Machu Picchu is tangible evidence of the urban Inca Empire at the peak of its power and achievement—a citadel of cut stone fit together without mortar so tightly that its cracks still can’t be penetrated by a knife blade.

The complex of palaces and plazas, temples and homes may have been built as a ceremonial site, a military stronghold, or a retreat for ruling elites—its dramatic location is certainly well suited for any of those purposes. The ruins lie on a high ridge, surrounded on three sides by the windy, turbulent Urubamba River some 2,000 feet (610 meters) below.

Scholars are still striving to uncover clues to the mysteries hidden here high in the eastern slopes of the Andes, covered with tropical forests of the upper Amazon Basin. Machu Picchu appears to lie at the center of a network of related sites and trails—and many landmarks both man-made and mountainous appear to align with astronomical events like the solstice sunset. The Inca had no written language, so they left no record of why they built the site or how they used it before it was abandoned in the early 16th century.

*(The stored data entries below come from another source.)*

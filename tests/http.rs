//! HTTP tests: the router is served on an ephemeral port and driven with reqwest.

#![cfg(feature = "server")]

use std::sync::Arc;

use chrono::NaiveDate;
use reqwest::StatusCode;
use reqwest::header::{AUTHORIZATION, COOKIE, LOCATION, SET_COOKIE};
use serde_json::{Value, json};

use anchor_day::auth::SessionKeys;
use anchor_day::clock::FixedClock;
use anchor_day::planner::Planner;
use anchor_day::seeds::SeedRegistry;
use anchor_day::server::{self, AppState};
use anchor_day::store::Store;
use anchor_day::validate::SignInForm;

struct TestServer {
    base: String,
    state: Arc<AppState>,
    client: reqwest::Client,
}

impl TestServer {
    async fn start() -> Self {
        let keys = SessionKeys::new(vec![9u8; 32], chrono::Duration::hours(24)).unwrap();
        let clock = FixedClock::on(NaiveDate::from_ymd_opt(2024, 6, 3).unwrap());
        let planner = Planner::new(Store::open_in_memory().unwrap(), keys, Arc::new(clock))
            .with_password_rounds(1_000);
        let packs: Vec<String> = ["initial-user", "playbook", "anchors"]
            .iter()
            .map(|s| s.to_string())
            .collect();
        planner
            .apply_seeds(&SeedRegistry::bundled(), &packs)
            .unwrap();

        let state = Arc::new(AppState::new(planner));
        let app = server::router(Arc::clone(&state));
        let listener = tokio::net::TcpListener::bind("127.0.0.1:0").await.unwrap();
        let addr = listener.local_addr().unwrap();
        tokio::spawn(async move {
            axum::serve(listener, app).await.unwrap();
        });

        let client = reqwest::Client::builder()
            .redirect(reqwest::redirect::Policy::none())
            .build()
            .unwrap();
        Self {
            base: format!("http://{addr}"),
            state,
            client,
        }
    }

    fn url(&self, path: &str) -> String {
        format!("{}{path}", self.base)
    }

    fn token(&self) -> String {
        self.state
            .planner
            .sign_in(&SignInForm {
                email: "test@test.com".into(),
                password: "admin123".into(),
            })
            .unwrap()
            .token
    }
}

fn session_cookie(resp: &reqwest::Response) -> String {
    let set_cookie = resp
        .headers()
        .get(SET_COOKIE)
        .expect("set-cookie header")
        .to_str()
        .unwrap()
        .to_string();
    set_cookie.split(';').next().unwrap().to_string()
}

#[tokio::test]
async fn health_reports_seeded_rows() {
    let srv = TestServer::start().await;
    let body: Value = srv
        .client
        .get(srv.url("/health"))
        .send()
        .await
        .unwrap()
        .json()
        .await
        .unwrap();
    assert_eq!(body["status"], "ok");
    assert_eq!(body["tables"]["users"], 1);
    assert_eq!(body["tables"]["anchor_tasks"], 4);
}

#[tokio::test]
async fn api_requires_a_session() {
    let srv = TestServer::start().await;
    let resp = srv.client.get(srv.url("/api/me")).send().await.unwrap();
    assert_eq!(resp.status(), StatusCode::UNAUTHORIZED);

    let resp = srv
        .client
        .get(srv.url("/api/me"))
        .header(AUTHORIZATION, "Bearer forged.token")
        .send()
        .await
        .unwrap();
    assert_eq!(resp.status(), StatusCode::UNAUTHORIZED);
}

#[tokio::test]
async fn browser_flow_from_sign_in_to_low_capacity_plan() {
    let srv = TestServer::start().await;

    let resp = srv.client.get(srv.url("/")).send().await.unwrap();
    assert_eq!(resp.status(), StatusCode::SEE_OTHER);
    assert_eq!(resp.headers()[LOCATION], "/sign-in");

    let resp = srv
        .client
        .post(srv.url("/sign-in"))
        .form(&[("email", "test@test.com"), ("password", "admin123")])
        .send()
        .await
        .unwrap();
    assert_eq!(resp.status(), StatusCode::SEE_OTHER);
    assert_eq!(resp.headers()[LOCATION], "/dashboard");
    let raw_cookie = resp.headers()[SET_COOKIE].to_str().unwrap().to_string();
    assert!(raw_cookie.contains("HttpOnly"));
    assert!(raw_cookie.contains("SameSite=Lax"));
    let cookie = session_cookie(&resp);

    let page = srv
        .client
        .get(srv.url("/dashboard"))
        .header(COOKIE, &cookie)
        .send()
        .await
        .unwrap()
        .text()
        .await
        .unwrap();
    assert!(page.contains("Welcome back, User."));
    assert!(page.contains("Crisis Mode: Basics only."));
    assert!(!page.contains("Low Capacity Protocol: Active"));

    let resp = srv
        .client
        .post(srv.url("/dashboard/energy"))
        .header(COOKIE, &cookie)
        .form(&[("energy_level", "low")])
        .send()
        .await
        .unwrap();
    assert_eq!(resp.status(), StatusCode::SEE_OTHER);

    let page = srv
        .client
        .get(srv.url("/dashboard"))
        .header(COOKIE, &cookie)
        .send()
        .await
        .unwrap()
        .text()
        .await
        .unwrap();
    assert!(page.contains("Low Capacity Protocol: Active"));
    assert!(page.contains("Take medication"));
    assert!(page.contains("Dopamine Menu"));
}

#[tokio::test]
async fn bad_password_re_renders_the_form() {
    let srv = TestServer::start().await;
    let resp = srv
        .client
        .post(srv.url("/sign-in"))
        .form(&[("email", "test@test.com"), ("password", "wrong-password")])
        .send()
        .await
        .unwrap();
    assert_eq!(resp.status(), StatusCode::UNPROCESSABLE_ENTITY);
    assert!(resp.headers().get(SET_COOKIE).is_none());
    let page = resp.text().await.unwrap();
    assert!(page.contains("Invalid email or password."));
    assert!(page.contains("value=\"test@test.com\""));
    assert!(!page.contains("wrong-password"));
}

#[tokio::test]
async fn sign_up_then_sign_out() {
    let srv = TestServer::start().await;
    let resp = srv
        .client
        .post(srv.url("/sign-up"))
        .form(&[
            ("email", "new@example.com"),
            ("password", "long enough"),
            ("name", "Robin"),
        ])
        .send()
        .await
        .unwrap();
    assert_eq!(resp.status(), StatusCode::SEE_OTHER);
    let cookie = session_cookie(&resp);

    let me: Value = srv
        .client
        .get(srv.url("/api/me"))
        .header(COOKIE, &cookie)
        .send()
        .await
        .unwrap()
        .json()
        .await
        .unwrap();
    assert_eq!(me["email"], "new@example.com");
    assert!(me.get("password_hash").is_none());

    let resp = srv
        .client
        .post(srv.url("/sign-out"))
        .header(COOKIE, &cookie)
        .send()
        .await
        .unwrap();
    assert_eq!(resp.status(), StatusCode::SEE_OTHER);
    assert!(
        resp.headers()[SET_COOKIE]
            .to_str()
            .unwrap()
            .contains("Max-Age=0")
    );

    let resp = srv
        .client
        .post(srv.url("/sign-up"))
        .form(&[("email", "new@example.com"), ("password", "long enough")])
        .send()
        .await
        .unwrap();
    assert_eq!(resp.status(), StatusCode::UNPROCESSABLE_ENTITY);
    assert!(
        resp.text()
            .await
            .unwrap()
            .contains("An account with this email already exists.")
    );
}

#[tokio::test]
async fn daily_log_api_snapshot_and_toggle() {
    let srv = TestServer::start().await;
    let bearer = format!("Bearer {}", srv.token());

    let today: Value = srv
        .client
        .get(srv.url("/api/daily-log/today"))
        .header(AUTHORIZATION, &bearer)
        .send()
        .await
        .unwrap()
        .json()
        .await
        .unwrap();
    assert!(today.is_null());

    let resp = srv
        .client
        .put(srv.url("/api/daily-log"))
        .header(AUTHORIZATION, &bearer)
        .json(&json!({ "energy_level": "high" }))
        .send()
        .await
        .unwrap();
    assert_eq!(resp.status(), StatusCode::OK);
    let body: Value = resp.json().await.unwrap();
    assert_eq!(body["message"], "Energy level set to high.");
    assert_eq!(body["created"], true);
    assert_eq!(body["statuses_created"], 4);
    let status_id = body["today"]["tasks"][0]["status_id"].as_i64().unwrap();

    let body: Value = srv
        .client
        .put(srv.url("/api/daily-log"))
        .header(AUTHORIZATION, &bearer)
        .json(&json!({ "energy_level": "medium" }))
        .send()
        .await
        .unwrap()
        .json()
        .await
        .unwrap();
    assert_eq!(body["created"], false);
    assert_eq!(body["today"]["tasks"].as_array().unwrap().len(), 4);

    let resp = srv
        .client
        .put(srv.url("/api/daily-log"))
        .header(AUTHORIZATION, &bearer)
        .json(&json!({ "energy_level": "exhausted" }))
        .send()
        .await
        .unwrap();
    assert_eq!(resp.status(), StatusCode::UNPROCESSABLE_ENTITY);
    assert_eq!(resp.text().await.unwrap(), "Invalid energy level provided.");

    let task: Value = srv
        .client
        .put(srv.url(&format!("/api/daily-log/tasks/{status_id}")))
        .header(AUTHORIZATION, &bearer)
        .json(&json!({ "completed": true }))
        .send()
        .await
        .unwrap()
        .json()
        .await
        .unwrap();
    assert_eq!(task["is_completed"], true);

    let resp = srv
        .client
        .put(srv.url("/api/daily-log/tasks/9999"))
        .header(AUTHORIZATION, &bearer)
        .json(&json!({ "completed": true }))
        .send()
        .await
        .unwrap();
    assert_eq!(resp.status(), StatusCode::NOT_FOUND);

    let dash: Value = srv
        .client
        .get(srv.url("/api/dashboard"))
        .header(AUTHORIZATION, &bearer)
        .send()
        .await
        .unwrap()
        .json()
        .await
        .unwrap();
    assert_eq!(dash["energy_level"], "medium");
    assert_eq!(dash["completed"], 1);
    assert_eq!(dash["plan"]["title"], "Medium Capacity Plan");
    assert_eq!(dash["plan"]["section"]["kind"], "top_priorities");
}

#[tokio::test]
async fn anchor_task_crud() {
    let srv = TestServer::start().await;
    let bearer = format!("Bearer {}", srv.token());

    let resp = srv
        .client
        .post(srv.url("/api/anchor-tasks"))
        .header(AUTHORIZATION, &bearer)
        .json(&json!({ "task_name": "Journal", "description": "Three lines" }))
        .send()
        .await
        .unwrap();
    assert_eq!(resp.status(), StatusCode::CREATED);
    let created: Value = resp.json().await.unwrap();
    let id = created["id"].as_i64().unwrap();

    let updated: Value = srv
        .client
        .patch(srv.url(&format!("/api/anchor-tasks/{id}")))
        .header(AUTHORIZATION, &bearer)
        .json(&json!({ "is_active": false }))
        .send()
        .await
        .unwrap()
        .json()
        .await
        .unwrap();
    assert_eq!(updated["is_active"], false);
    assert_eq!(updated["description"], "Three lines");

    let active: Value = srv
        .client
        .get(srv.url("/api/anchor-tasks"))
        .header(AUTHORIZATION, &bearer)
        .send()
        .await
        .unwrap()
        .json()
        .await
        .unwrap();
    assert_eq!(active.as_array().unwrap().len(), 4);

    let all: Value = srv
        .client
        .get(srv.url("/api/anchor-tasks?include_inactive=true"))
        .header(AUTHORIZATION, &bearer)
        .send()
        .await
        .unwrap()
        .json()
        .await
        .unwrap();
    assert_eq!(all.as_array().unwrap().len(), 5);

    let resp = srv
        .client
        .post(srv.url("/api/anchor-tasks"))
        .header(AUTHORIZATION, &bearer)
        .json(&json!({ "task_name": "   " }))
        .send()
        .await
        .unwrap();
    assert_eq!(resp.status(), StatusCode::UNPROCESSABLE_ENTITY);
}

#[tokio::test]
async fn reference_content() {
    let srv = TestServer::start().await;
    let bearer = format!("Bearer {}", srv.token());

    let meals: Value = srv
        .client
        .get(srv.url("/api/playbook/meals?max_energy=0"))
        .header(AUTHORIZATION, &bearer)
        .send()
        .await
        .unwrap()
        .json()
        .await
        .unwrap();
    let meals = meals.as_array().unwrap();
    assert!(!meals.is_empty());
    assert!(meals.iter().all(|m| m["item_type"] == "meal"));

    let menu: Value = srv
        .client
        .get(srv.url("/api/playbook?types=sensory_aid"))
        .header(AUTHORIZATION, &bearer)
        .send()
        .await
        .unwrap()
        .json()
        .await
        .unwrap();
    assert!(
        menu.as_array()
            .unwrap()
            .iter()
            .all(|m| m["item_type"] == "sensory_aid")
    );

    let resp = srv
        .client
        .get(srv.url("/api/playbook?types=snacks"))
        .header(AUTHORIZATION, &bearer)
        .send()
        .await
        .unwrap();
    assert_eq!(resp.status(), StatusCode::UNPROCESSABLE_ENTITY);

    let resp = srv
        .client
        .post(srv.url("/api/goals"))
        .header(AUTHORIZATION, &bearer)
        .json(&json!({ "title": "Run a 5k", "next_physical_step": "Shoes by the door" }))
        .send()
        .await
        .unwrap();
    assert_eq!(resp.status(), StatusCode::CREATED);
    let goal: Value = resp.json().await.unwrap();
    assert_eq!(goal["status"], "active");

    let goal_id = goal["id"].as_i64().unwrap();
    let goal: Value = srv
        .client
        .patch(srv.url(&format!("/api/goals/{goal_id}")))
        .header(AUTHORIZATION, &bearer)
        .json(&json!({ "status": "on_hold" }))
        .send()
        .await
        .unwrap()
        .json()
        .await
        .unwrap();
    assert_eq!(goal["status"], "on_hold");

    let active: Value = srv
        .client
        .get(srv.url("/api/goals?status=active"))
        .header(AUTHORIZATION, &bearer)
        .send()
        .await
        .unwrap()
        .json()
        .await
        .unwrap();
    assert!(active.as_array().unwrap().is_empty());

    let resp = srv
        .client
        .post(srv.url("/api/noodles-logs"))
        .header(AUTHORIZATION, &bearer)
        .json(&json!({ "activity_type": "Walk", "duration_minutes": 30 }))
        .send()
        .await
        .unwrap();
    assert_eq!(resp.status(), StatusCode::CREATED);
    let entry: Value = resp.json().await.unwrap();
    assert_eq!(entry["log_date"], "2024-06-03");

    let logs: Value = srv
        .client
        .get(srv.url("/api/noodles-logs?from=2024-06-01&to=2024-06-30"))
        .header(AUTHORIZATION, &bearer)
        .send()
        .await
        .unwrap()
        .json()
        .await
        .unwrap();
    assert_eq!(logs.as_array().unwrap().len(), 1);
}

Landscape engineering skills are in strong evidence at Machu Picchu. The site’s buildings, walls, terraces, and ramps reclaim the steep mountainous terrain and make the city blend naturally into the rock escarpments on which it is situated. The 700-plus terraces preserved soil, promoted agriculture, and served as part of an extensive water-distribution system that conserved water and limited erosion on the steep slopes.

The Inca’s achievements and skills are all the more impressive in light of the knowledge they lacked. When Machu Picchu was built some 500 years ago the Inca had no iron, no steel, and no wheels. Their tremendous effort apparently benefited relatively few people—some experts maintain that fewer than a thousand individuals lived here.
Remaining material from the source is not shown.